The thing is, these low valuations and high yields may not last for long, as the financial landscape can change quickly. With this in mind, here are three stocks that investors should consider buying ahead of 2024.
HSBC
One of my top ideas for passive income right now is HSBC (LSE: HSBA). It is currently expected to pay 64 cents per share in dividends by 2023, putting the stock’s yield at around 8.4% at the current share price and exchange rate.
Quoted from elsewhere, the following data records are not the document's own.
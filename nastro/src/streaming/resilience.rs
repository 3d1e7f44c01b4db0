//! Circuit breaker guarding the connect path.

use std::time::Duration;

use nastro_types::ConnectBreakerConfig;
use tokio::time::Instant;

/// Counts consecutive connect failures and rejects attempts while open.
///
/// After `open_duration` the next check lets one attempt through; a failure
/// there re-opens immediately, a success resets everything.
#[derive(Debug)]
pub struct ConnectBreaker {
    config: ConnectBreakerConfig,
    consecutive_failures: u32,
    opened_at: Option<Instant>,
}

impl ConnectBreaker {
    /// Closed breaker with the given thresholds.
    #[must_use]
    pub const fn new(config: ConnectBreakerConfig) -> Self {
        Self {
            config,
            consecutive_failures: 0,
            opened_at: None,
        }
    }

    /// Whether an attempt may proceed. `Err` carries the remaining open time.
    pub fn check(&mut self) -> Result<(), Duration> {
        let Some(opened_at) = self.opened_at else {
            return Ok(());
        };
        let elapsed = opened_at.elapsed();
        if elapsed < self.config.open_duration {
            return Err(self.config.open_duration - elapsed);
        }
        // Half-open: allow one probe; one more failure re-opens at once.
        self.opened_at = None;
        self.consecutive_failures = self.config.failure_threshold.saturating_sub(1);
        Ok(())
    }

    /// Record a failed attempt.
    pub fn record_failure(&mut self) {
        self.consecutive_failures += 1;
        if self.consecutive_failures >= self.config.failure_threshold {
            self.opened_at = Some(Instant::now());
            tracing::warn!(
                failures = self.consecutive_failures,
                open_secs = self.config.open_duration.as_secs(),
                "connect circuit opened"
            );
        }
    }

    /// Record a successful attempt, closing the breaker.
    pub fn record_success(&mut self) {
        self.consecutive_failures = 0;
        self.opened_at = None;
    }
}
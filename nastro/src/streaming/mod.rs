//! WebSocket streaming base: connection lifecycle, subscriptions, heartbeat,
//! and gated reconnection with channel-based gap notifications.

mod adapter;
mod client;
mod resilience;

pub use adapter::{ParsedEvent, StreamAdapter, WsSocket};
pub use client::{
    ConnectionState, DEFAULT_SUBSCRIPTION_ID_BASE, RECONNECT_CHANNEL_CAPACITY, StreamClient,
    StreamClientBuilder, StreamSubscriptions,
};
pub use resilience::ConnectBreaker;
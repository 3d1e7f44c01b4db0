//! Bounded retry for transient provider failures.

use std::time::Duration;

use nastro_core::NastroError;
use rand::Rng;

/// Base delay plus a random jitter slice, in milliseconds.
#[must_use]
pub fn jitter_ms(base_ms: u64, jitter_percent: u8) -> u64 {
    let jitter_range = if jitter_percent == 0 {
        1
    } else {
        std::cmp::max(1, base_ms.saturating_mul(u64::from(jitter_percent)) / 100)
    };
    let mut rng = rand::rng();
    base_ms + rng.random_range(0..jitter_range)
}

/// Exponential backoff applied to transient failures only.
///
/// Permanent errors (`Provider`, `NotFound`, `InvalidArg`, ...) and
/// cancellation surface immediately; transient errors (`Transient`,
/// `RateLimited`, `Timeout`) are retried up to `max_attempts` total tries.
#[derive(Debug, Clone, Copy, PartialEq, Eq)]
pub struct RetryPolicy {
    /// Total tries, including the first.
    pub max_attempts: u32,
    /// First retry delay.
    pub base_delay: Duration,
    /// Delay multiplier per failed attempt.
    pub multiplier: u32,
    /// Random jitter percentage [0, 100] added to each delay.
    pub jitter_percent: u8,
}

impl Default for RetryPolicy {
    fn default() -> Self {
        Self {
            max_attempts: 3,
            base_delay: Duration::from_millis(500),
            multiplier: 2,
            jitter_percent: 20,
        }
    }
}

impl RetryPolicy {
    /// A policy that never retries.
    #[must_use]
    pub const fn none() -> Self {
        Self {
            max_attempts: 1,
            base_delay: Duration::ZERO,
            multiplier: 1,
            jitter_percent: 0,
        }
    }

    /// Run `op` under this policy. The closure receives the 1-based attempt
    /// number, mostly for logging.
    pub async fn run<T, F, Fut>(&self, op: F) -> Result<T, NastroError>
    where
        F: Fn(u32) -> Fut,
        Fut: Future<Output = Result<T, NastroError>>,
    {
        let mut delay_ms = self.base_delay.as_millis() as u64;
        let mut attempt = 1;
        loop {
            match op(attempt).await {
                Ok(value) => return Ok(value),
                Err(err) if err.is_transient() && attempt < self.max_attempts => {
                    let wait = jitter_ms(delay_ms, self.jitter_percent);
                    tracing::debug!(attempt, wait_ms = wait, error = %err, "retrying transient failure");
                    tokio::time::sleep(Duration::from_millis(wait)).await;
                    delay_ms = delay_ms.saturating_mul(u64::from(self.multiplier));
                    attempt += 1;
                }
                Err(err) => return Err(err),
            }
        }
    }
}
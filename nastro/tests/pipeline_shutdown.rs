use std::sync::Arc;

use chrono::{TimeZone, Utc};
use nastro::pipeline::EventPipeline;
use nastro_mock::MemorySink;
use nastro_types::{EventPayload, FullMode, MarketEvent, PipelinePolicy};

fn heartbeat(n: u64) -> MarketEvent {
    let at = Utc.with_ymd_and_hms(2024, 3, 1, 14, 30, 0).unwrap();
    MarketEvent::new("alpaca", "AAPL", EventPayload::Heartbeat, at).with_sequence(n)
}

// close() drains the queue, runs the final flush, and closes the sink.
#[tokio::test]
async fn close_drains_and_flushes() {
    let sink = Arc::new(MemorySink::new());
    let pipeline = EventPipeline::builder(Arc::clone(&sink) as Arc<dyn nastro_core::StorageSink>)
        .policy(PipelinePolicy {
            capacity: 1_000,
            full_mode: FullMode::DropOldest,
            enable_metrics: true,
        })
        .flush_interval(None)
        .build();

    for n in 0..250 {
        assert!(pipeline.try_publish(heartbeat(n)));
    }
    pipeline.close().await;

    assert_eq!(sink.appended(), 250);
    // Final flush plus the sink-close flush.
    assert!(sink.flushes() >= 1);
    assert!(pipeline.metrics().last_flush.is_some());
}

// Wait-mode publishers suspend on a full queue and resume as the consumer
// frees space; every event arrives.
#[tokio::test]
async fn wait_mode_suspends_until_space() {
    let sink = Arc::new(MemorySink::new());
    let pipeline = Arc::new(
        EventPipeline::builder(Arc::clone(&sink) as Arc<dyn nastro_core::StorageSink>)
            .policy(PipelinePolicy::MAINTENANCE_QUEUE.with_capacity(8))
            .batch_size(4)
            .flush_interval(None)
            .build(),
    );

    let publisher = Arc::clone(&pipeline);
    let produce = tokio::spawn(async move {
        for n in 0..200 {
            assert!(publisher.publish(heartbeat(n)).await);
        }
    });
    produce.await.unwrap();

    pipeline.close().await;
    assert_eq!(sink.appended(), 200);
    assert_eq!(pipeline.metrics().dropped, 0);

    let sequences: Vec<u64> = sink.events().iter().map(|e| e.sequence).collect();
    let expected: Vec<u64> = (0..200).collect();
    assert_eq!(sequences, expected, "single-producer FIFO preserved");
}

// A sink append failure stops the consumer; the pipeline reports failed and
// publishes keep counting drops once the queue backs up.
#[tokio::test]
async fn sink_failure_stops_consumer() {
    let sink = Arc::new(MemorySink::new());
    sink.fail_appends(true);
    let pipeline = EventPipeline::builder(Arc::clone(&sink) as Arc<dyn nastro_core::StorageSink>)
        .policy(PipelinePolicy {
            capacity: 4,
            full_mode: FullMode::DropOldest,
            enable_metrics: true,
        })
        .flush_interval(None)
        .build();

    assert!(pipeline.try_publish(heartbeat(0)));
    for _ in 0..20 {
        tokio::task::yield_now().await;
    }
    assert!(pipeline.is_failed());
    assert_eq!(sink.appended(), 0);

    // The dead consumer no longer drains; the queue fills and displaces.
    for n in 1..=10 {
        assert!(pipeline.try_publish(heartbeat(n)));
    }
    assert!(pipeline.metrics().dropped >= 6);
}

// The periodic flusher keeps stamping flushes while the pipeline is idle.
#[tokio::test(start_paused = true)]
async fn periodic_flusher_runs() {
    let sink = Arc::new(MemorySink::new());
    let _pipeline = EventPipeline::builder(Arc::clone(&sink) as Arc<dyn nastro_core::StorageSink>)
        .policy(PipelinePolicy::LOGGING)
        .flush_interval(Some(std::time::Duration::from_secs(5)))
        .build();

    tokio::time::advance(std::time::Duration::from_secs(16)).await;
    tokio::task::yield_now().await;
    assert!(sink.flushes() >= 3);
}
Like many bank stocks, HSBC is really cheap right now. It currently trades at an earnings multiple of around six.
This strikes me as an opportunity given the bank’s exposure to high-growth markets such as Asia and India.
It’s worth noting that the weak economic environment is a risk here. China’s commercial real estate market, in particular, is a factor that cannot be ignored.
However, I like the risk/reward setup at the current share price. And I’m encouraged by the fact that the bank is buying back its own shares.
GSK
Next is the pharmaceutical giant. GSK (LSE:GSK). It is expected to pay 57.5 cents per share in dividends by 2023, putting its yield at around 4.1%.
Healthcare stocks have been in serious trouble in 2023 and GSK is no exception. This year, its share price has fallen.
However, I think 2024 could be a better year for the sector. It is an industry with several long-term growth drivers, including the growing global population and the increasing prevalence of cancer.
It is also a very resilient sector and is generally not affected by economic weakness.
Now, GSK has some risks specific to its stock. Zantac litigation is one. This has added some uncertainty to the investment case.
However, I think there are already a lot of risks built into the stock price and valuation. Currently, the price-to-earnings (P/E) ratio here is just nine. That’s not much for a well-established global pharmaceutical company.
Coca-Cola HBC
Finally, I like the look of Coca-Cola’s bottling partner. Coca-Cola HBC (LSE: CCH). It currently has a P/E ratio of about 12 and a yield of just under 4%.
This stock has seen a pretty significant pullback (around 15%) since mid-May and I see an opportunity. Recent results were strong, with third-quarter revenue up 4% year over year.
Meanwhile, the company reiterated its full-year guidance (it expects organic revenue growth in the mid-teens for the full year) and said it has a high degree of confidence in its broad beverage portfolio.
Of course, consumer tastes and preferences could change, impacting the growth story here.
However, with a diverse portfolio that includes a wide range of beverages ranging from soft drinks such as Coke and fantasy to alcoholic beverages such as Aperol and FinlandI believe this company is well positioned for long-term success.